**Work instructions:** Keeping each line exactly as it is, output all of the records.

**Available data:**
use axum::{extract::State, routing::get, Json, Router};

use crate::auth::AuthUser;
use crate::errors::ServiceError;
use crate::handlers::AppState;
use crate::services::notify::{DigestOutcome, NotifyService};
use crate::services::reminders::ReminderService;
use crate::ApiResponse;

/// Push today's pending reminders to the configured webhook
#[utoipa::path(
    get,
    path = "/api/notify/check-today",
    responses(
        (status = 200, description = "Digest outcome", body = crate::ApiResponse<DigestOutcome>),
        (status = 401, description = "Unauthorized", body = crate::errors::ErrorResponse),
        (status = 502, description = "Webhook rejected the push", body = crate::errors::ErrorResponse),
        (status = 503, description = "No webhook URL configured", body = crate::errors::ErrorResponse)
    ),
    security(("bearer_auth" = [])),
    tag = "Notify"
)]
pub async fn check_today(
    State(state): State<AppState>,
    _user: AuthUser,
) -> Result<Json<ApiResponse<DigestOutcome>>, ServiceError> {
    let reminders = ReminderService::new(state.store.clone(), state.locks.clone());
    let service = NotifyService::new(
        reminders,
        state.http.clone(),
        state.config.notify_webhook_url.clone(),
    );

    let today = state.config.local_now().format("%Y-%m-%d").to_string();
    let outcome = service.check_today(&today).await?;
    Ok(Json(ApiResponse::success(outcome)))
}

pub fn routes() -> Router<AppState> {
    Router::new().route("/check-today", get(check_today))
}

**Finished exercise:**
use axum::{extract::State, routing::get, Json, Router};

use crate::auth::AuthUser;
use crate::errors::ServiceError;
use crate::handlers::AppState;
use crate::services::notify::{DigestOutcome, NotifyService};
use crate::services::reminders::ReminderService;
use crate::ApiResponse;

/// Push today's pending reminders to the configured webhook
#[utoipa::path(
    get,
    path = "/api/notify/check-today",
    responses(
        (status = 200, description = "Digest outcome", body = crate::ApiResponse<DigestOutcome>),
        (status = 401, description = "Unauthorized", body = crate::errors::ErrorResponse),
        (status = 502, description = "Webhook rejected the push", body = crate::errors::ErrorResponse),
        (status = 503, description = "No webhook URL configured", body = crate::errors::ErrorResponse)
    ),
    security(("bearer_auth" = [])),
    tag = "Notify"
)]
pub async fn check_today(
    State(state): State<AppState>,
    _user: AuthUser,
) -> Result<Json<ApiResponse<DigestOutcome>>, ServiceError> {
    let reminders = ReminderService::new(state.store.clone(), state.locks.clone());
    let service = NotifyService::new(
        reminders,
        state.http.clone(),
        state.config.notify_webhook_url.clone(),
    );

    let today = state.config.local_now().format("%Y-%m-%d").to_string();
    let outcome = service.check_today(&today).await?;
    Ok(Json(ApiResponse::success(outcome)))
}

pub fn routes() -> Router<AppState> {
    Router::new().route("/check-today", get(check_today))
}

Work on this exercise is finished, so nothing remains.